Em resumo, a aquisição da linguagem implica a apreensão de regras
específicas de um determinado sistema linguístico, no que diz respeito à forma,
conteúdo e uso da língua. Relativamente à forma, as regras adquiridas reportam-se
aos sons e respetivas combinações (fonologia); à formação e estrutura interna das
palavras (morfologia) e à organização das palavras em frases (sintaxe). As regras
referentes ao conteúdo (semântica) estabelecem o significado e a interpretação das
palavras e respetivas combinações frásicas. Finalmente, as regras de uso
(pragmática) empregam a adequação ao contexto da comunicação (Sim-Sim, 1995).
As teorias de aquisição da linguagem apontam vários fatores primários
relacionados com o desenvolvimento da linguagem. A perspetiva sócio construtivista
defende que é na inter-relação entre os diferentes fatores biológicos da criança, nas
suas atividades, nas reações dos adultos e o contexto físico e social, que se
estabelecem as habilidades de comunicação e as competências linguísticas.
1.3 – Aquisição e Desenvolvimento da Linguagem na Criança
O processo de desenvolvimento e aquisição da linguagem tem sido, ao longo
dos tempos, alvo de atenção, empenho e trabalho por parte de vários autores na
prossecução de um conhecimento cada vez mais “intrínseco” daquele que se afigura
um fenómeno complexo e pluridimensional. Este é um processo tão amplo quanto
imprescindível de abordar, sobretudo se pensarmos que a linguagem tem um caráter
distinto, assumindo-se como o mais forte e conhecido instrumento de comunicação.
Assim, é importante conhecer prematuramente este processo de desenvolvimento e
aquisição linguístico, que aprendemos a dominar de forma natural e espontânea
que, dificilmente, pensamos na complexidade que o envolve.

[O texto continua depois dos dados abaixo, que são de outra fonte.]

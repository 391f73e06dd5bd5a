//! Seller Central Overview
//!
//! Fixture-backed summary for the signed-in vendor. Vendor auth is not
//! modeled, so the first approved vendor stands in.

use leptos::prelude::*;
use leptos::task::spawn_local;

use crate::models::{format_price, Order, Product, Vendor, VendorStatus};
use crate::route::{Link, Route};
use crate::services;

/// Orders and revenue for one vendor's products
fn vendor_totals(vendor_id: u32, products: &[Product], orders: &[Order]) -> (usize, u64) {
    let ids: Vec<u32> = products.iter().filter(|p| p.vendor_id == vendor_id).map(|p| p.id).collect();
    orders
        .iter()
        .filter(|o| ids.contains(&o.product_id))
        .fold((0, 0), |(count, total), o| (count + 1, total + o.total_cents))
}

#[component]
pub fn VendorDashboardPage() -> impl IntoView {
    let (vendor, set_vendor) = signal(None::<Vendor>);
    let (totals, set_totals) = signal((0usize, 0u64));

    spawn_local(async move {
        let vendors = services::list_vendors().await.unwrap_or_default();
        let Some(current) = vendors.into_iter().find(|v| v.status == VendorStatus::Approved) else {
            log::warn!("no approved vendor in fixtures");
            return;
        };
        let products = services::list_products().await.unwrap_or_default();
        let orders = services::list_orders().await.unwrap_or_default();
        set_totals.set(vendor_totals(current.id, &products, &orders));
        set_vendor.set(Some(current));
    });

    view! {
        <section class="vendor-overview">
            {move || match vendor.get() {
                Some(v) => view! {
                    <h1>{v.business_name}</h1>
                    <div class="stat-grid">
                        <div class="stat-card">
                            <span class="stat-label">"Listed products"</span>
                            <span class="stat-value">{v.product_count}</span>
                        </div>
                        <div class="stat-card">
                            <span class="stat-label">"Orders"</span>
                            <span class="stat-value">{move || totals.get().0}</span>
                        </div>
                        <div class="stat-card">
                            <span class="stat-label">"Revenue"</span>
                            <span class="stat-value">{move || format_price(totals.get().1)}</span>
                        </div>
                    </div>
                    <Link href=Route::VendorProducts.path()>"Manage products"</Link>
                }
                .into_any(),
                None => view! {
                    <h1>"Seller Central"</h1>
                    <p>"Not registered yet? "<Link href=Route::VendorOnboarding.path()>"Start onboarding"</Link></p>
                }
                .into_any(),
            }}
        </section>
    }
}

#[cfg(test)]
mod tests {
    use super::*;
    use crate::mock;

    #[test]
    fn test_vendor_totals_only_count_own_products() {
        let products = mock::products();
        let orders = mock::orders();
        let (count, total) = vendor_totals(1, &products, &orders);
        let expected: Vec<&Order> = orders
            .iter()
            .filter(|o| products.iter().any(|p| p.id == o.product_id && p.vendor_id == 1))
            .collect();
        assert_eq!(count, expected.len());
        assert_eq!(total, expected.iter().map(|o| o.total_cents).sum::<u64>());
        assert_eq!(vendor_totals(999, &products, &orders), (0, 0));
    }
}
//! Application Configuration
//!
//! Build-time settings for the marketplace client.

use std::sync::OnceLock;

use log::LevelFilter;

static CONFIG: OnceLock<AppConfig> = OnceLock::new();

/// Client-wide settings, resolved once at startup
#[derive(Debug, Clone, PartialEq)]
pub struct AppConfig {
    /// Prefix for REST calls ("" = same origin)
    pub api_base: String,
    /// Where a 401 or logout sends the browser
    pub login_path: String,
    /// Storefront auth-state poll cadence
    pub auth_poll_interval_ms: u32,
    /// How long a toast stays on screen
    pub toast_duration_ms: u32,
    /// Simulated latency of the mock services
    pub mock_latency_ms: u32,
    pub log_level: LevelFilter,
}

impl Default for AppConfig {
    fn default() -> Self {
        Self {
            api_base: String::new(),
            login_path: "/admin/login".to_string(),
            auth_poll_interval_ms: 1000,
            toast_duration_ms: 3000,
            mock_latency_ms: 300,
            log_level: LevelFilter::Info,
        }
    }
}

impl AppConfig {
    /// Defaults overridden by `MARKETPLACE_API_BASE` / `MARKETPLACE_LOG` at build time
    pub fn from_build_env() -> Self {
        Self::with_overrides(option_env!("MARKETPLACE_API_BASE"), option_env!("MARKETPLACE_LOG"))
    }

    fn with_overrides(api_base: Option<&str>, log_level: Option<&str>) -> Self {
        let mut config = Self::default();
        if let Some(base) = api_base {
            config.api_base = base.trim_end_matches('/').to_string();
        }
        if let Some(level) = log_level {
            config.log_level = parse_log_level(level);
        }
        config
    }

    /// Join the API base with an absolute endpoint path
    pub fn api_url(&self, endpoint: &str) -> String {
        format!("{}{}", self.api_base, endpoint)
    }
}

/// Global config accessor
pub fn app_config() -> &'static AppConfig {
    CONFIG.get_or_init(AppConfig::from_build_env)
}

/// Parse a level name, falling back to `Info`
pub fn parse_log_level(s: &str) -> LevelFilter {
    match s.trim().to_ascii_lowercase().as_str() {
        "off" => LevelFilter::Off,
        "error" => LevelFilter::Error,
        "warn" | "warning" => LevelFilter::Warn,
        "debug" => LevelFilter::Debug,
        "trace" => LevelFilter::Trace,
        _ => LevelFilter::Info,
    }
}

#[cfg(test)]
mod tests {
    use super::*;

    #[test]
    fn test_defaults() {
        let config = AppConfig::default();
        assert_eq!(config.login_path, "/admin/login");
        assert_eq!(config.auth_poll_interval_ms, 1000);
        assert_eq!(config.api_url("/api/categories"), "/api/categories");
    }

    #[test]
    fn test_overrides() {
        let config = AppConfig::with_overrides(Some("https://shop.example.com/"), Some("debug"));
        assert_eq!(config.api_url("/api/categories"), "https://shop.example.com/api/categories");
        assert_eq!(config.log_level, LevelFilter::Debug);
    }

    #[test]
    fn test_parse_log_level_fallback() {
        assert_eq!(parse_log_level("WARN"), LevelFilter::Warn);
        assert_eq!(parse_log_level("verbose"), LevelFilter::Info);
    }
}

É possível identificar no desenvolvimento da linguagem uma ordem
sequencial de aquisições e marcos de desenvolvimento que ocorrem
aproximadamente na mesma idade em todas as crianças (SIM-SIM, 1998).
14
A linguagem verbal oral adquire-se natural e espontaneamente e traduz-se
pela aquisição de uma língua, que identifica o sujeito com uma comunidade
linguística. Para que tal aconteça, o indivíduo tem de estar exposto a essa língua. O
desenvolvimento da linguagem inicia-se assim primeiramente num contexto restrito –
a família. Com a entrada no sistema de ensino, há o alargamento do grupo social e a
exposição a contextos mais alargados e consequentemente o enriquecimento
linguístico (SIM-SIM, 1998). Pode concluir-se que a aquisição da linguagem é o
resultado de um programa que nos é transmitido geneticamente, mas a
concretização desse programa não é possível se a criança não crescer num
ambiente em que se fale.
Neste subcapítulo, abordamos o desenvolvimento linguístico na infância, em
idades precoces, onde a linguagem tem o seu início, a sua emergência. Falamos em
linguagem emergente, referindo-nos a um processo de desenvolvimento
padronizado de aquisição de linguagem na infância, englobando o desenvolvimento
da compreensão (linguagem receptiva) e o desenvolvimento da fala (linguagem
expressiva), (Viana, 2000).
É importante salientar que o período compreendido entre os 0 aos 3 anos é
essencial para o desenvolvimento linguístico, pois é aqui que se verificam todas as
etapas do desenvolvimento da linguagem que irão permitir que a criança se apodere
das competências necessárias para, a partir dos três anos e meio seja capaz de
dominar a estrutura da língua alvo, capaz de falar inteligivelmente sem grandes
falhas sintáticas (Lima, 2000).
O acumular de significados e conceitos que retratam o mundo que a rodeia e
que a criança tem vindo a investigar e adquirir desde o seu nascimento, irá conduzir
naturalmente ao aumento do seu conhecimento e pensamento. Também a nível
linguístico, a criança vai caminhando, no sentido de ostentar uma gradual fluência
linguística que se mantém em constante reestruturação, devido à necessidade que
ela apresenta em criar regras linguísticas que retira, progressivamente, do que ouve
em seu redor.
15
1.3.1 - Aquisição e Desenvolvimento da Linguagem até aos três anos de idade
A infância é o período do desvendamento do mundo, da descoberta do
funcionamento das coisas, da partilha de desafios, brincadeiras e até de medos com
os outros e com o que rodeia as crianças desta idade. É uma fase repleta de
curiosidade e vontade de explorar na qual as crianças manifestam intenção de
interagir. As crianças, à medida que crescem, não lhes basta observar, sentir,
explorar – necessitam de dizer, comunicar a alguém tais saberes.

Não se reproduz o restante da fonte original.